The test against it simulating nested exception.

@Test
void testWithNestedException() {
    NullPointerException nullPointerException = new NullPointerException();
    IndexOutOfBoundsException indexOutOfBoundsException = new IndexOutOfBoundsException();
    Throwable nestedException = nullPointerException.initCause(indexOutOfBoundsException);
    assertTrue(someClass.test(nestedException));
}
3

There are 3 best solutions below

4
Mureinik On BEST ANSWER

You are mixing recursion with looping. Here, a simple loop that updates the exception being tested should do the trick:

public boolean test(Throwable throwable) {
    Throwable t = throwable;
    do {
        if (throwable instanceof IndexOutOfBoundsException) {
            return true;
        }
        t = t.getCause();
    } while (t.getCause() != t);

    return false;
}
2
TomStroemer On

You are creating recursion with this call and don't use the return code from this call.

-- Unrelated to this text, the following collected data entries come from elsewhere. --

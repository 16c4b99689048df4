use crate::Vec3;

/// Initial "nothing hit yet" distance for fresh rays.
pub const FAR: f32 = 1e34;

/// Offset applied to continuation rays so they do not re-hit the surface
/// they start on.
pub const EPSILON: f32 = 1e-4;

/// A ray in 3D space.
///
/// `t_max` bounds the search for the nearest hit, `inside` records whether the
/// ray travels through the interior of a dielectric.
#[derive(Debug, Copy, Clone, PartialEq)]
pub struct Ray {
    pub origin: Vec3,
    pub direction: Vec3,
    pub t_max: f32,
    pub inside: bool,
}

impl Ray {
    /// Create a new ray starting outside any medium.
    pub fn new(origin: Vec3, direction: Vec3, t_max: f32) -> Self {
        Self {
            origin,
            direction,
            t_max,
            inside: false,
        }
    }

    /// Continuation ray leaving `point` along `direction`.
    ///
    /// The origin is pushed `EPSILON` along the new direction.
    pub fn offset(point: Vec3, direction: Vec3) -> Self {
        Self::new(point + direction * EPSILON, direction, FAR)
    }

    /// Mark the ray as travelling inside (or outside) a dielectric.
    pub fn with_inside(mut self, inside: bool) -> Self {
        self.inside = inside;
        self
    }

    /// Get the point along the ray at parameter t.
    ///
    /// Returns: origin + t * direction
    #[inline]
    pub fn at(&self, t: f32) -> Vec3 {
        self.origin + self.direction * t
    }
}

/// Nearest intersection found along a ray.
///
/// `normal` is the outward geometric normal of the primitive (unit length),
/// independent of which side the ray arrived from.
#[derive(Debug, Copy, Clone, PartialEq)]
pub struct Hit {
    pub t: f32,
    pub normal: Vec3,
    pub obj_idx: usize,
}

impl Hit {
    pub fn new(t: f32, normal: Vec3, obj_idx: usize) -> Self {
        Self { t, normal, obj_idx }
    }
}
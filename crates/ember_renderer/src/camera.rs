//! Pinhole camera for primary ray generation.

use ember_math::{Ray, Vec3, FAR};
use rand::RngCore;

use crate::sampling::random_f32;

/// Camera for generating rays into the scene.
///
/// Moving the camera through [`Camera::set_pose`] raises a flag that the
/// frame driver polls with [`Camera::take_moved`].
#[derive(Clone, Debug)]
pub struct Camera {
    // Image settings
    pub image_width: u32,
    pub image_height: u32,

    // Camera positioning
    look_from: Vec3,
    look_at: Vec3,
    vup: Vec3,

    vfov: f32, // Vertical field of view in degrees

    moved: bool,

    // Cached computed values (set by initialize())
    center: Vec3,
    pixel00_loc: Vec3,
    pixel_delta_u: Vec3,
    pixel_delta_v: Vec3,
    w: Vec3,
}

impl Camera {
    /// Create a new camera with default settings.
    pub fn new() -> Self {
        Self {
            image_width: 640,
            image_height: 480,
            look_from: Vec3::new(0.0, 0.0, 0.0),
            look_at: Vec3::new(0.0, 0.0, -1.0),
            vup: Vec3::new(0.0, 1.0, 0.0),
            vfov: 90.0,
            moved: false,
            // Cached values (initialized to defaults)
            center: Vec3::ZERO,
            pixel00_loc: Vec3::ZERO,
            pixel_delta_u: Vec3::ZERO,
            pixel_delta_v: Vec3::ZERO,
            w: Vec3::Z,
        }
    }

    /// Set image resolution.
    pub fn with_resolution(mut self, width: u32, height: u32) -> Self {
        self.image_width = width;
        self.image_height = height;
        self
    }

    /// Set camera position.
    pub fn with_position(mut self, look_from: Vec3, look_at: Vec3, vup: Vec3) -> Self {
        self.look_from = look_from;
        self.look_at = look_at;
        self.vup = vup;
        self
    }

    /// Set vertical field of view in degrees.
    pub fn with_vfov(mut self, vfov: f32) -> Self {
        self.vfov = vfov;
        self
    }

    /// Initialize the camera (must be called before generating rays).
    pub fn initialize(&mut self) {
        self.center = self.look_from;

        // Calculate viewport dimensions at unit distance
        let theta = self.vfov.to_radians();
        let h = (theta / 2.0).tan();
        let viewport_height = 2.0 * h;
        let viewport_width = viewport_height * (self.image_width as f32 / self.image_height as f32);

        // Calculate camera basis vectors
        self.w = (self.look_from - self.look_at).normalize();
        let u = self.vup.cross(self.w).normalize();
        let v = self.w.cross(u);

        // Calculate viewport vectors
        let viewport_u = viewport_width * u;
        let viewport_v = -viewport_height * v;

        // Calculate pixel delta vectors
        self.pixel_delta_u = viewport_u / self.image_width as f32;
        self.pixel_delta_v = viewport_v / self.image_height as f32;

        // Calculate upper left pixel location
        let viewport_upper_left = self.center - self.w - viewport_u / 2.0 - viewport_v / 2.0;

        self.pixel00_loc = viewport_upper_left + 0.5 * (self.pixel_delta_u + self.pixel_delta_v);
    }

    /// Move the camera. Flags the move for the frame driver.
    pub fn set_pose(&mut self, look_from: Vec3, look_at: Vec3) {
        self.look_from = look_from;
        self.look_at = look_at;
        self.initialize();
        self.moved = true;
    }

    pub fn look_from(&self) -> Vec3 {
        self.look_from
    }

    pub fn look_at(&self) -> Vec3 {
        self.look_at
    }

    /// Whether the pose changed since the last call. Clears the flag.
    pub fn take_moved(&mut self) -> bool {
        std::mem::take(&mut self.moved)
    }

    /// Generate a unit-direction ray through a random point of pixel (i, j).
    pub fn primary_ray(&self, i: u32, j: u32, rng: &mut dyn RngCore) -> Ray {
        let offset_x = random_f32(rng) - 0.5;
        let offset_y = random_f32(rng) - 0.5;

        let pixel_sample = self.pixel00_loc
            + ((i as f32) + offset_x) * self.pixel_delta_u
            + ((j as f32) + offset_y) * self.pixel_delta_v;

        let ray_direction = (pixel_sample - self.center).normalize();
        Ray::new(self.center, ray_direction, FAR)
    }
}

impl Default for Camera {
    fn default() -> Self {
        Self::new()
    }
}

#[cfg(test)]
mod tests {
    use super::*;
    use rand::rngs::StdRng;
    use rand::SeedableRng;

    #[test]
    fn test_camera_initialize() {
        let mut camera = Camera::new()
            .with_resolution(800, 600)
            .with_position(
                Vec3::new(0.0, 0.0, 0.0),
                Vec3::new(0.0, 0.0, -1.0),
                Vec3::new(0.0, 1.0, 0.0),
            )
            .with_vfov(90.0);

        camera.initialize();

        assert_eq!(camera.center, Vec3::ZERO);
        assert!((camera.w - Vec3::Z).length() < 0.001);
    }

    #[test]
    fn test_camera_ray_direction() {
        let mut camera = Camera::new()
            .with_resolution(100, 100)
            .with_position(Vec3::ZERO, Vec3::new(0.0, 0.0, -1.0), Vec3::Y)
            .with_vfov(90.0);

        camera.initialize();

        let mut rng = StdRng::seed_from_u64(42);

        // Center ray should point roughly towards -Z
        let ray = camera.primary_ray(50, 50, &mut rng);
        assert!(ray.direction.z < -0.99);
        assert!((ray.direction.length() - 1.0).abs() < 1e-5);
        assert_eq!(ray.t_max, FAR);
        assert!(!ray.inside);
    }

    #[test]
    fn test_corner_rays_stay_in_frustum() {
        let mut camera = Camera::new()
            .with_resolution(64, 32)
            .with_position(Vec3::ZERO, -Vec3::Z, Vec3::Y)
            .with_vfov(90.0);
        camera.initialize();

        let mut rng = StdRng::seed_from_u64(9);
        for _ in 0..100 {
            // Top-left pixel looks up and to the left
            let ray = camera.primary_ray(0, 0, &mut rng);
            assert!(ray.direction.x < 0.0);
            assert!(ray.direction.y > 0.0);

            // Bottom-right looks down and to the right
            let ray = camera.primary_ray(63, 31, &mut rng);
            assert!(ray.direction.x > 0.0);
            assert!(ray.direction.y < 0.0);
        }
    }

    #[test]
    fn test_set_pose_raises_moved_once() {
        let mut camera = Camera::new().with_resolution(10, 10);
        camera.initialize();
        assert!(!camera.take_moved());

        camera.set_pose(Vec3::new(0.0, 0.0, 5.0), Vec3::ZERO);
        assert!(camera.take_moved());
        assert!(!camera.take_moved());

        assert_eq!(camera.look_from(), Vec3::new(0.0, 0.0, 5.0));
        assert!((camera.w - Vec3::Z).length() < 0.001);
    }
}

this.test(throwable.getCause());

I think you wanted to do:

throwable = throwable.getCause();
1
Stephen C On

As @Mureinik points out, you are mixing recursion and iteration and doing neither correctly. A (correct) recursive version would be:

public boolean test(Throwable throwable) {
    if (throwable == null) {
        return false;
    } else if (throwable instanceof IndexOutOfBoundsException) {
        return true;
    } else {
        return test(throwable.getCause());
    }
} 

In my opinion, a recursive version is easier to understand than an iterative one, but others may disagree.

With the recursive version, there is the theoretical problem that sufficiently deeply nested exceptions could lead to a stack overflow. Getting that to happen in practice would require some rather contrived (i.e. unrealistic) code, so it should be safe to ignore this.